▶ [YOUR OBJECTIVE] Every entry is to be printed again precisely as given.

▶ [DATA FOR THE TASK]

=== Begin Enclosure ===

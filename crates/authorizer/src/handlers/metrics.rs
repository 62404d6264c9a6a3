//! Prometheus metrics endpoint handler.
//!
//! # Security
//!
//! This endpoint is unauthenticated so Prometheus can scrape it. Labels are
//! bounded and carry no principal identifiers or tokens.

use axum::{extract::State, response::IntoResponse};
use metrics_exporter_prometheus::PrometheusHandle;

/// Handler for GET /metrics
///
/// Returns Prometheus text format:
/// ```text
/// # TYPE authz_decisions_total counter
/// authz_decisions_total{outcome="allow",reason="ok"} 42
/// ```
#[tracing::instrument(skip_all, name = "authz.metrics.scrape")]
pub async fn metrics_handler(State(handle): State<PrometheusHandle>) -> impl IntoResponse {
    handle.render()
}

=== End Enclosure ===

▶ [ANSWER FOR THIS EXERCISE]
filename crates/authorizer/src/handlers/metrics.rs
repository 62404d6264c9a6a3
//! Prometheus metrics endpoint handler.
//!
//! # Security
//!
//! This endpoint is unauthenticated so Prometheus can scrape it. Labels are
//! bounded and carry no principal identifiers or tokens.

use axum::{extract::State, response::IntoResponse};
use metrics_exporter_prometheus::PrometheusHandle;

/// Handler for GET /metrics
///
/// Returns Prometheus text format:
/// ```text
/// # TYPE authz_decisions_total counter
/// authz_decisions_total{outcome="allow",reason="ok"} 42
/// ```
#[tracing::instrument(skip_all, name = "authz.metrics.scrape")]
pub async fn metrics_handler(State(handle): State<PrometheusHandle>) -> impl IntoResponse {
    handle.render()
}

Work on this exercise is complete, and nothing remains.